I haven’t been on the microblogging bandwagon for very long, but in the year or so that I have, the world, at least as it pertains to the Internet and the people on it, has totally changed for me. At first I was a little unsure about what Twitter was, or why people would be interested in it, but now I don’t think its too big a statement to say that it’s shaping the way many people get their information.
It’s even shaping the way the news media gets their news, and by perhaps a smaller margin, how they are distributing it.
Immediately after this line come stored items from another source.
//! The prediction invoker.
//!
//! Runs the external prediction engine as an isolated subprocess, bounded by
//! a configurable timeout, and persists a [`Diagnosis`] only after the
//! engine's output has been validated. The engine is treated as an opaque,
//! potentially slow and fallible collaborator: its failures never leave a
//! partially written record behind.
//!
//! The symptom set is passed to the engine as one discrete argv element.
//! There is no shell anywhere in this path, so symptom names cannot be
//! interpreted as command syntax.

use crate::auth::AuthContext;
use crate::config::CoreConfig;
use crate::constants::{MAX_DISEASE_LEN, SYMPTOM_VOCABULARY};
use crate::repositories::diagnoses::{Diagnosis, DiagnosisService};
use crate::role::Role;
use crate::{CoreError, CoreResult};
use std::process::Stdio;
use std::sync::Arc;
use tokio::process::Command;

/// Invokes the external prediction engine and persists the result.
#[derive(Clone, Debug)]
pub struct PredictionInvoker {
    cfg: Arc<CoreConfig>,
}

impl PredictionInvoker {
    pub fn new(cfg: Arc<CoreConfig>) -> Self {
        Self { cfg }
    }

    /// Runs a prediction for an authenticated patient and stores the result.
    ///
    /// Preconditions are checked before any subprocess or store I/O: the
    /// context must carry the patient role and the symptom set must be
    /// non-empty after normalisation.
    ///
    /// # Errors
    ///
    /// - `CoreError::Forbidden` — context is not patient-role
    /// - `CoreError::InvalidInput` — symptom set empty after normalisation
    /// - `CoreError::PredictionFailure` — spawn error, non-zero exit, or
    ///   timeout; nothing persisted
    /// - `CoreError::PredictionFormatError` — empty or oversized engine
    ///   output; nothing persisted
    /// - `CoreError::Persistence` — the store write failed after the engine
    ///   already succeeded
    pub async fn predict(
        &self,
        ctx: &AuthContext,
        symptoms: &[String],
    ) -> CoreResult<Diagnosis> {
        if ctx.role != Role::Patient {
            return Err(CoreError::Forbidden);
        }
        let symptoms = normalise_symptoms(symptoms)?;

        let disease = self.invoke_engine(&symptoms).await?;

        let diagnosis = Diagnosis::new(ctx.subject_id, symptoms, disease);
        DiagnosisService::new(self.cfg.clone())
            .insert(&diagnosis)
            .map_err(|e| CoreError::Persistence(Box::new(e)))?;

        tracing::info!(
            diagnosis_id = %diagnosis.id,
            user_id = %diagnosis.user_id,
            "stored new diagnosis"
        );
        Ok(diagnosis)
    }

    /// Spawns the engine with the symptom set and returns its validated
    /// disease label.
    async fn invoke_engine(&self, symptoms: &[String]) -> CoreResult<String> {
        let mut cmd = Command::new(self.cfg.predict_bin());
        cmd.args(self.cfg.predict_args())
            // One discrete argument, never interpolated into a shell string.
            .arg(symptoms.join(","))
            .stdin(Stdio::null())
            .stdout(Stdio::piped())
            .stderr(Stdio::piped())
            // Dropping the child (timeout path below, or process teardown)
            // kills the engine rather than leaking it.
            .kill_on_drop(true);

        let child = cmd.spawn().map_err(|e| {
            CoreError::PredictionFailure(format!(
                "failed to spawn prediction engine {}: {e}",
                self.cfg.predict_bin().display()
            ))
        })?;

        let timeout = self.cfg.predict_timeout();
        let output = match tokio::time::timeout(timeout, child.wait_with_output()).await {
            Ok(Ok(output)) => output,
            Ok(Err(e)) => {
                return Err(CoreError::PredictionFailure(format!(
                    "failed waiting for prediction engine: {e}"
                )))
            }
            Err(_) => {
                // The dropped future drops the child, and kill_on_drop
                // terminates the engine process.
                return Err(CoreError::PredictionFailure(format!(
                    "prediction engine timed out after {}s",
                    timeout.as_secs()
                )));
            }
        };

        if !output.status.success() {
            let stderr = String::from_utf8_lossy(&output.stderr);
            tracing::warn!(status = %output.status, %stderr, "prediction engine failed");
            return Err(CoreError::PredictionFailure(format!(
                "prediction engine exited with status {}",
                output.status
            )));
        }

        let stdout = String::from_utf8_lossy(&output.stdout);
        let disease = stdout.trim();
        if disease.is_empty() {
            return Err(CoreError::PredictionFormatError(
                "engine produced no output".into(),
            ));
        }
        if disease.len() > MAX_DISEASE_LEN {
            return Err(CoreError::PredictionFormatError(format!(
                "engine output exceeds {MAX_DISEASE_LEN} bytes"
            )));
        }

        Ok(disease.to_string())
    }
}

/// Trims symptom names, drops blank entries, and rejects an empty result.
///
/// Unknown symptoms are tolerated: the engine is the source of truth on what
/// it can interpret, so out-of-vocabulary names are only logged.
fn normalise_symptoms(symptoms: &[String]) -> CoreResult<Vec<String>> {
    let cleaned: Vec<String> = symptoms
        .iter()
        .map(|s| s.trim().to_string())
        .filter(|s| !s.is_empty())
        .collect();

    if cleaned.is_empty() {
        return Err(CoreError::InvalidInput(
            "symptom set cannot be empty".into(),
        ));
    }

    for symptom in &cleaned {
        if !SYMPTOM_VOCABULARY.contains(&symptom.as_str()) {
            tracing::debug!(%symptom, "symptom outside known vocabulary");
        }
    }

    Ok(cleaned)
}
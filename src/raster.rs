//! Raster image value type shared by the normalizer and the pixel operator.

use crate::error::OpError;

/// Channel layouts a decoded image may arrive in.
#[derive(Debug, Clone, Copy, PartialEq, Eq)]
pub enum ChannelLayout {
    Gray,
    Rgb,
    Rgba,
}

impl ChannelLayout {
    pub fn channels(self) -> usize {
        match self {
            Self::Gray => 1,
            Self::Rgb => 3,
            Self::Rgba => 4,
        }
    }
}

/// Rectangular grid of 8-bit samples, stored row-major with interleaved
/// channels. Values are never mutated after construction; every
/// transformation allocates a fresh image.
#[derive(Debug, Clone, PartialEq)]
pub struct RasterImage {
    width: usize,
    height: usize,
    layout: ChannelLayout,
    data: Vec<u8>,
}

impl RasterImage {
    pub fn from_vec(
        width: usize,
        height: usize,
        layout: ChannelLayout,
        data: Vec<u8>,
    ) -> Result<Self, OpError> {
        if width == 0 || height == 0 {
            return Err(OpError::ZeroDimension);
        }
        let expected = width * height * layout.channels();
        if data.len() != expected {
            return Err(OpError::BufferLength {
                expected,
                actual: data.len(),
            });
        }
        Ok(Self {
            width,
            height,
            layout,
            data,
        })
    }

    pub fn width(&self) -> usize {
        self.width
    }

    pub fn height(&self) -> usize {
        self.height
    }

    pub fn layout(&self) -> ChannelLayout {
        self.layout
    }

    pub fn dimensions(&self) -> (usize, usize) {
        (self.width, self.height)
    }

    pub fn data(&self) -> &[u8] {
        &self.data
    }

    pub fn into_vec(self) -> Vec<u8> {
        self.data
    }
}

/// Saturates an arithmetic result into the valid sample range [0, 255].
pub(crate) fn clamp_sample(v: f64) -> u8 {
    libm::fmin(libm::fmax(v, 0.), 255.) as u8
}

#[test]
fn test_from_vec() {
    let img = RasterImage::from_vec(2, 3, ChannelLayout::Rgb, vec![0u8; 18]).unwrap();
    assert_eq!(img.dimensions(), (2, 3));
    assert_eq!(img.layout().channels(), 3);
    assert_eq!(img.data().len(), 18);
}

#[test]
fn test_from_vec_rejects_bad_length() {
    let err = RasterImage::from_vec(2, 2, ChannelLayout::Rgba, vec![0u8; 15]).unwrap_err();
    assert_eq!(
        err,
        OpError::BufferLength {
            expected: 16,
            actual: 15
        }
    );
}

#[test]
fn test_from_vec_rejects_zero_dimension() {
    assert_eq!(
        RasterImage::from_vec(0, 4, ChannelLayout::Gray, vec![]).unwrap_err(),
        OpError::ZeroDimension
    );
    assert_eq!(
        RasterImage::from_vec(4, 0, ChannelLayout::Gray, vec![]).unwrap_err(),
        OpError::ZeroDimension
    );
}

#[test]
fn test_clamp_sample() {
    assert_eq!(clamp_sample(-3.), 0);
    assert_eq!(clamp_sample(0.), 0);
    assert_eq!(clamp_sample(130.), 130);
    assert_eq!(clamp_sample(255.), 255);
    assert_eq!(clamp_sample(400.), 255);
}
In April 2008, a student from UC-Berkeley was arrested in Egypt while he was covering an anti-government protest, and all it took was one word: “Arrested.” In an instant, people around the world knew that he had been detained. Ironically, he had learned about Twitter and begun using it only one week before his arrest. You can find more about the story here.
Jump forward to January 15, 2009, Twitter once again is thrust into the limelight with his “citizen journalism” coverage of the U.S. Airways flight 1549 crash into the Hudson River outside New York. Technically, Janis Krums, who took the picture below, used a web site called TwitPic that allows you to post photos in your Twitter feed, but still. Snapping a picture with his iPhone, he captured the event and instantly shared it with the world. Even though all the plane’s passengers had been saved by the pilot’s skills, MSN still interviewed Janis on the scene. Video interview via Google.
I can only say that I am looking forward to what else this world of social media has in store, particularly these light, mobile applications that enable us to stay connected wherever we are.
I think you should, too.
PS And of course, the video of the crash is available on YouTube.